但,日升月落,高福利的负面作用渐显出来——人们越来越懒,整天泡吧,海滩晒日,想着法儿减肥,工作成了一件痛苦的事,能躲则躲,更不喜欢市场竞争和产业更新创造,他们说,慢生活、轻生活,才是人类真正的生活。只有原始森林里的猴子,才整天为吃为喝跳来跳去,你争我夺。现代化,是为了什么,还不是为了让人类生活得更好吗?现在已经实现现代化了,为什么不好好享受它的成果呢?
如此这般,α国很快从一个中等发达国家倒退为一个负债累累的欠发达国家。政治家们这才感觉到提前高福利,是多么幼稚和荒唐。只好吃回头草,恢复旧制。但,崩易登难,吃糖甜,服药苦,习惯于喝着啤酒晒太阳抓痒的α国人,游行,集会,喊口号,烧轮胎,冲砸外国人的商店。他们边游行边跳舞,边喊口号边唱歌,把抗议示威,活生生变成了一场满城的免费的party。
最令政府头疼的是,警察也加入游行的队伍,因为,恢复旧制也动他们的奶酪。因此,市中心广场上,出现了难得一见警民同心同德,朝政府大厦喊口号、扔标语。政府不得不出动军队,才勉强稳住局面,但这届政府很快垮台。新选出的政府,除了以可怜的一点点国有资产作抵押向外国举债外,还是要走恢复旧制的老路。

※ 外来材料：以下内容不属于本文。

//! Error recovery strategies for callers of the record fetcher.
//!
//! The fetcher itself never retries. Views decide here whether a failure is
//! retried, degraded to an empty presentation, or propagated.

use crate::{CoreError, ErrorExt, FetchError};
use std::time::Duration;
use tracing::info;

/// Caller-side retry budget
#[derive(Debug, Clone, PartialEq)]
pub struct RetryPolicy {
    /// Total attempts including the first one; 1 disables retries
    pub max_attempts: usize,
    pub initial_delay: Duration,
    pub max_delay: Duration,
}

impl RetryPolicy {
    pub fn no_retry() -> Self {
        Self {
            max_attempts: 1,
            initial_delay: Duration::from_millis(500),
            max_delay: Duration::from_secs(10),
        }
    }
}

impl Default for RetryPolicy {
    fn default() -> Self {
        Self::no_retry()
    }
}

/// Recovery strategy for handling errors
#[derive(Debug, Clone, PartialEq)]
pub enum RecoveryStrategy {
    /// Retry the operation with exponential backoff
    RetryWithBackoff {
        max_attempts: usize,
        initial_delay: Duration,
        max_delay: Duration,
    },
    /// Give up on the data and present an empty state
    Degrade,
    /// Fail immediately
    Fail,
}

/// Result of an error recovery attempt
#[derive(Debug)]
pub enum RecoveryResult<T> {
    /// The operation produced a value, possibly after retries
    Recovered(T),
    /// No value; the caller should fall back to an empty presentation
    Degraded(CoreError),
    /// Recovery failed, error should be propagated
    Failed(CoreError),
}

impl<T> RecoveryResult<T> {
    pub fn is_recovered(&self) -> bool {
        matches!(self, RecoveryResult::Recovered(_))
    }

    pub fn is_degraded(&self) -> bool {
        matches!(self, RecoveryResult::Degraded(_))
    }

    pub fn is_failed(&self) -> bool {
        matches!(self, RecoveryResult::Failed(_))
    }

    /// Collapses the result back into a plain `Result`
    pub fn into_result(self) -> Result<T, CoreError> {
        match self {
            RecoveryResult::Recovered(value) => Ok(value),
            RecoveryResult::Degraded(error) | RecoveryResult::Failed(error) => Err(error),
        }
    }
}

/// Error recovery handler that provides strategies for different error types
pub struct ErrorRecovery;

impl ErrorRecovery {
    /// Determine the appropriate recovery strategy for a given error
    pub fn determine_strategy(error: &CoreError, policy: &RetryPolicy) -> RecoveryStrategy {
        match error {
            CoreError::Fetch(fetch_error) => {
                if fetch_error.is_retryable() && policy.max_attempts > 1 {
                    RecoveryStrategy::RetryWithBackoff {
                        max_attempts: policy.max_attempts,
                        initial_delay: policy.initial_delay,
                        max_delay: policy.max_delay,
                    }
                } else {
                    RecoveryStrategy::Degrade
                }
            }

            // Configuration errors need operator intervention
            CoreError::Config(_) => RecoveryStrategy::Fail,

            CoreError::InvalidInput { .. } => RecoveryStrategy::Fail,

            CoreError::Io(_) | CoreError::Serialization(_) | CoreError::Internal { .. } => {
                RecoveryStrategy::Degrade
            }
        }
    }

    /// Run an operation once and pick a strategy from its first failure
    pub async fn recover<F, T, Fut>(policy: &RetryPolicy, mut operation: F) -> RecoveryResult<T>
    where
        F: FnMut() -> Fut,
        Fut: std::future::Future<Output = Result<T, CoreError>> + Send,
        T: Send,
    {
        let error = match operation().await {
            Ok(value) => return RecoveryResult::Recovered(value),
            Err(error) => error,
        };

        match Self::determine_strategy(&error, policy) {
            RecoveryStrategy::RetryWithBackoff {
                max_attempts,
                initial_delay,
                max_delay,
            } => {
                info!(
                    "Attempt 1/{} failed, retrying: {}",
                    max_attempts,
                    error.user_friendly_message()
                );
                tokio::time::sleep(initial_delay).await;
                let remaining = max_attempts.saturating_sub(1);
                Self::retry_with_backoff(operation, remaining, initial_delay * 2, max_delay).await
            }
            RecoveryStrategy::Degrade => RecoveryResult::Degraded(error),
            RecoveryStrategy::Fail => RecoveryResult::Failed(error),
        }
    }

    /// Apply the recovery strategy to an operation
    pub async fn apply_strategy<F, T, Fut>(
        strategy: RecoveryStrategy,
        mut operation: F,
    ) -> RecoveryResult<T>
    where
        F: FnMut() -> Fut,
        Fut: std::future::Future<Output = Result<T, CoreError>> + Send,
        T: Send,
    {
        match strategy {
            RecoveryStrategy::RetryWithBackoff {
                max_attempts,
                initial_delay,
                max_delay,
            } => Self::retry_with_backoff(operation, max_attempts, initial_delay, max_delay).await,
            RecoveryStrategy::Degrade => match operation().await {
                Ok(value) => RecoveryResult::Recovered(value),
                Err(error) => RecoveryResult::Degraded(error),
            },
            RecoveryStrategy::Fail => match operation().await {
                Ok(value) => RecoveryResult::Recovered(value),
                Err(error) => RecoveryResult::Failed(error),
            },
        }
    }

    /// Retry an operation with exponential backoff
    async fn retry_with_backoff<F, T, Fut>(
        mut operation: F,
        max_attempts: usize,
        initial_delay: Duration,
        max_delay: Duration,
    ) -> RecoveryResult<T>
    where
        F: FnMut() -> Fut,
        Fut: std::future::Future<Output = Result<T, CoreError>> + Send,
        T: Send,
    {
        if max_attempts == 0 {
            return RecoveryResult::Degraded(CoreError::Fetch(FetchError::transport(
                "retry budget exhausted",
            )));
        }

        let mut attempt = 0;
        let mut delay = initial_delay.min(max_delay);

        loop {
            match operation().await {
                Ok(result) => return RecoveryResult::Recovered(result),
                Err(error) => {
                    attempt += 1;

                    if attempt >= max_attempts || !error.is_retryable() {
                        return RecoveryResult::Degraded(error);
                    }

                    if let Some(retry_delay) = error.retry_after() {
                        delay = delay.max(retry_delay).min(max_delay);
                    }

                    info!(
                        "Recovery attempt {}/{} failed. Retrying after {:?}: {}",
                        attempt,
                        max_attempts,
                        delay,
                        error.user_friendly_message()
                    );

                    tokio::time::sleep(delay).await;
                    delay = std::cmp::min(delay * 2, max_delay);
                }
            }
        }
    }
}

#[cfg(test)]
mod tests {
    use super::*;
    use crate::ConfigError;
    use std::sync::atomic::{AtomicUsize, Ordering};
    use std::sync::Arc;

    fn fast_policy(max_attempts: usize) -> RetryPolicy {
        RetryPolicy {
            max_attempts,
            initial_delay: Duration::from_millis(1),
            max_delay: Duration::from_millis(5),
        }
    }

    #[tokio::test]
    async fn test_retry_with_backoff_failure() {
        let strategy = RecoveryStrategy::RetryWithBackoff {
            max_attempts: 2,
            initial_delay: Duration::from_millis(1),
            max_delay: Duration::from_millis(5),
        };

        let result: RecoveryResult<&str> = ErrorRecovery::apply_strategy(strategy, || async {
            Err(CoreError::Fetch(FetchError::transport("connection reset")))
        })
        .await;

        assert!(result.is_degraded());
    }

    #[tokio::test]
    async fn test_recover_without_retry_degrades_once() {
        let calls = Arc::new(AtomicUsize::new(0));
        let counter = calls.clone();

        let result: RecoveryResult<u32> = ErrorRecovery::recover(&RetryPolicy::no_retry(), || {
            let counter = counter.clone();
            async move {
                counter.fetch_add(1, Ordering::SeqCst);
                Err(CoreError::Fetch(FetchError::transport("offline")))
            }
        })
        .await;

        assert!(result.is_degraded());
        assert_eq!(calls.load(Ordering::SeqCst), 1);
    }

    #[tokio::test]
    async fn test_recover_retries_transport_failures() {
        let calls = Arc::new(AtomicUsize::new(0));
        let counter = calls.clone();

        let result = ErrorRecovery::recover(&fast_policy(3), || {
            let counter = counter.clone();
            async move {
                let attempt = counter.fetch_add(1, Ordering::SeqCst);
                if attempt < 2 {
                    Err(CoreError::Fetch(FetchError::transport("timeout")))
                } else {
                    Ok(attempt)
                }
            }
        })
        .await;

        assert!(result.is_recovered());
        assert_eq!(result.into_result().unwrap(), 2);
        assert_eq!(calls.load(Ordering::SeqCst), 3);
    }

    #[tokio::test]
    async fn test_recover_does_not_retry_rejected_queries() {
        let calls = Arc::new(AtomicUsize::new(0));
        let counter = calls.clone();

        let result: RecoveryResult<()> = ErrorRecovery::recover(&fast_policy(5), || {
            let counter = counter.clone();
            async move {
                counter.fetch_add(1, Ordering::SeqCst);
                Err(CoreError::Fetch(FetchError::rejected("column does not exist")))
            }
        })
        .await;

        assert!(result.is_degraded());
        assert_eq!(calls.load(Ordering::SeqCst), 1);
    }

    #[test]
    fn test_determine_strategy() {
        let policy = fast_policy(3);

        let transport = CoreError::Fetch(FetchError::transport("dns"));
        assert!(matches!(
            ErrorRecovery::determine_strategy(&transport, &policy),
            RecoveryStrategy::RetryWithBackoff {
                max_attempts: 3,
                ..
            }
        ));

        assert_eq!(
            ErrorRecovery::determine_strategy(&transport, &RetryPolicy::no_retry()),
            RecoveryStrategy::Degrade
        );

        let config_error = CoreError::Config(ConfigError::MissingField {
            field: "store.url".to_string(),
        });
        assert_eq!(
            ErrorRecovery::determine_strategy(&config_error, &policy),
            RecoveryStrategy::Fail
        );
    }
}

而债权国,答应借债的条件,就是你们α国,必须压缩开支,全员减薪,收支平衡。于是游行示威继续上演,各行业工会互相比赛着将抗议的影响越搞越大。于是,又一届政府垮台了。一年,政府换了五届,换总统跟玩似的。等到年方三十五岁的哈雷勉强当上总统时,正好“续我工程”上马,詹木乔的二千亿美金,算是救了哈雷的燃眉之急。因此,哈雷政府给了詹木乔很宽松的科研人文环境和资源支持。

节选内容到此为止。